■ Task prompt
From the entries below, pull out each line where "response" appears.

■ Extracted records
=======

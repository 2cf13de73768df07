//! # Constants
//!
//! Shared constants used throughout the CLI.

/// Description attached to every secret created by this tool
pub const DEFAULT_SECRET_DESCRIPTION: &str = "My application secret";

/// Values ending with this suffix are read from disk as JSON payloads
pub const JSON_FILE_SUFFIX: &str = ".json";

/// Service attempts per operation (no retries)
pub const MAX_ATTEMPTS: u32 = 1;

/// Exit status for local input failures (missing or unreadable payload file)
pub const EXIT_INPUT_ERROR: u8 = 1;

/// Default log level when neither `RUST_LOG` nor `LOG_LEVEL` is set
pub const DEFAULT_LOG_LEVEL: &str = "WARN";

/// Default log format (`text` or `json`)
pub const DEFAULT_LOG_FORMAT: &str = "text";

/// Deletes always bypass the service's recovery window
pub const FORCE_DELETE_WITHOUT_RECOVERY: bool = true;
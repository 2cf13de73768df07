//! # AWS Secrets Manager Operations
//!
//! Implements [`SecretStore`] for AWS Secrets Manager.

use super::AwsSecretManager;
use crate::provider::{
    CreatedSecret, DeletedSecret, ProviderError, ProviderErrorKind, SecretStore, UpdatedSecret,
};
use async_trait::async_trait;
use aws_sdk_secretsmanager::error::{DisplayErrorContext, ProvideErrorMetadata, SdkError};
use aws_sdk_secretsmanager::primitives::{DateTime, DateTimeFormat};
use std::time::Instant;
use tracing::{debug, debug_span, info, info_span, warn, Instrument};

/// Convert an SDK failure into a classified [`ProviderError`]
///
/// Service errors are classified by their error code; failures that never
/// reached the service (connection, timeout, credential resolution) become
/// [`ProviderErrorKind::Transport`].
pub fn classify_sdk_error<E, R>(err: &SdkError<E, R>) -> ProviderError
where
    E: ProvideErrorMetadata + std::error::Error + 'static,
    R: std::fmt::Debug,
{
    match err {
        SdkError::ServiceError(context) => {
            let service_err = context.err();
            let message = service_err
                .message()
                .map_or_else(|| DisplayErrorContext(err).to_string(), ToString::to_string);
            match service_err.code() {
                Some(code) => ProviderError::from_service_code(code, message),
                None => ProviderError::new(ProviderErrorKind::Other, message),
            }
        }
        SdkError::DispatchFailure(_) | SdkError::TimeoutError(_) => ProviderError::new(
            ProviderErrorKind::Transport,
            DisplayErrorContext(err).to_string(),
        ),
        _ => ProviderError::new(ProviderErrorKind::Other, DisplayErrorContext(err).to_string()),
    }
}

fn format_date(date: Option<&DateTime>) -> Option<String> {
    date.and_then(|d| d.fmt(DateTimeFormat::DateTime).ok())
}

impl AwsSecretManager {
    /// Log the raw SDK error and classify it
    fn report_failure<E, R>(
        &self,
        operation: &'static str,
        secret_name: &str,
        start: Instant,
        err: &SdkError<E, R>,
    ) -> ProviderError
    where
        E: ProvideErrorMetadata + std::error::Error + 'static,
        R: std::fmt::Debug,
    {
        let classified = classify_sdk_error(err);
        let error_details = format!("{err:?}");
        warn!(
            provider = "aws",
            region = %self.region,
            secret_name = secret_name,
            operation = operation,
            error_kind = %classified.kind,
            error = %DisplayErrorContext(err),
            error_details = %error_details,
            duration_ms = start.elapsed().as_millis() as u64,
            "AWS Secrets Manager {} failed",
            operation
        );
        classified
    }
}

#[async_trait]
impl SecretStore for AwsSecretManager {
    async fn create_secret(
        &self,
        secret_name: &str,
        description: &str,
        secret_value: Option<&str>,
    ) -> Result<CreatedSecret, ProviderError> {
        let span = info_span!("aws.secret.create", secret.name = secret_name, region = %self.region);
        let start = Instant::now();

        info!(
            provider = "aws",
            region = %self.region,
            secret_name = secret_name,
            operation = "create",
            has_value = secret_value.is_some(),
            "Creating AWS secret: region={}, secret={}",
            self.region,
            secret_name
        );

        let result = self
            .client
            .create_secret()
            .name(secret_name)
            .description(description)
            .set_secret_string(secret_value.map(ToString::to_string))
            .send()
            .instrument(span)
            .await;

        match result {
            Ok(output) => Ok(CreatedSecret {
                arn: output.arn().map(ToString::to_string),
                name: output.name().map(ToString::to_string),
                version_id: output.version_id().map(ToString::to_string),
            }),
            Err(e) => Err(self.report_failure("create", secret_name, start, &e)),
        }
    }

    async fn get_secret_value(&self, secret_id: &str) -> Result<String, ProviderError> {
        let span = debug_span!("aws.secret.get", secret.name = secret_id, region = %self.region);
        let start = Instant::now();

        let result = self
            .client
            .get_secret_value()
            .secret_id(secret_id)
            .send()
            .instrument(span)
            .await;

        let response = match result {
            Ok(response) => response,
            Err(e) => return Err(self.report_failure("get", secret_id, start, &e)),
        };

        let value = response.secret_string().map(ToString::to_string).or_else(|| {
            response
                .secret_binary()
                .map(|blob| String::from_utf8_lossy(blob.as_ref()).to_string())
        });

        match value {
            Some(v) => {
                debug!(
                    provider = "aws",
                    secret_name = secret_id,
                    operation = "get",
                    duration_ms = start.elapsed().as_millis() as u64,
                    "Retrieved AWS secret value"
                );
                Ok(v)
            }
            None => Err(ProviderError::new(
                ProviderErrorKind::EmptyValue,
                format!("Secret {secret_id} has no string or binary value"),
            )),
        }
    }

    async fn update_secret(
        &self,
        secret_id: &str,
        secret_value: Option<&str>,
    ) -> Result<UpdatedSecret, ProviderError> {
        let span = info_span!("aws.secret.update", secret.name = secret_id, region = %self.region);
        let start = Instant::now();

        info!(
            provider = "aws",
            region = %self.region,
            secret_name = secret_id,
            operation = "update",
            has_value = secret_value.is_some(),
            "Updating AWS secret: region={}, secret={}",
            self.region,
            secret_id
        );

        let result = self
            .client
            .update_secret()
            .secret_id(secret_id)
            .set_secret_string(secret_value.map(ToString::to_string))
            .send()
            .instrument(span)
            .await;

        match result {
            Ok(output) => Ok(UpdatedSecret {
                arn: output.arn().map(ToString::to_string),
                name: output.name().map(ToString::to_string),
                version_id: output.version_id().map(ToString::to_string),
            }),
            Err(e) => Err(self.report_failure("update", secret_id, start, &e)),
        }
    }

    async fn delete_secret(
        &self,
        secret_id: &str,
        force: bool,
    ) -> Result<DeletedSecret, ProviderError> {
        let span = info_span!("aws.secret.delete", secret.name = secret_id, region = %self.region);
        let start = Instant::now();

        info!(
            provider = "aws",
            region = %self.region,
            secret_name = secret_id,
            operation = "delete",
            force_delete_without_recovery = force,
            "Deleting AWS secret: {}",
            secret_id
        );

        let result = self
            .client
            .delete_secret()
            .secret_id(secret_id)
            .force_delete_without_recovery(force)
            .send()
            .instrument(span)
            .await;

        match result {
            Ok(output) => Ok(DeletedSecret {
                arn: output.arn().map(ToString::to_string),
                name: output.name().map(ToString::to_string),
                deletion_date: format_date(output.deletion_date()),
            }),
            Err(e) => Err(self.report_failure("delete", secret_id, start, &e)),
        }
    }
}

=======

■ Result for this task
        let response = match result {
            Ok(response) => response,
        let value = response.secret_string().map(ToString::to_string).or_else(|| {
            response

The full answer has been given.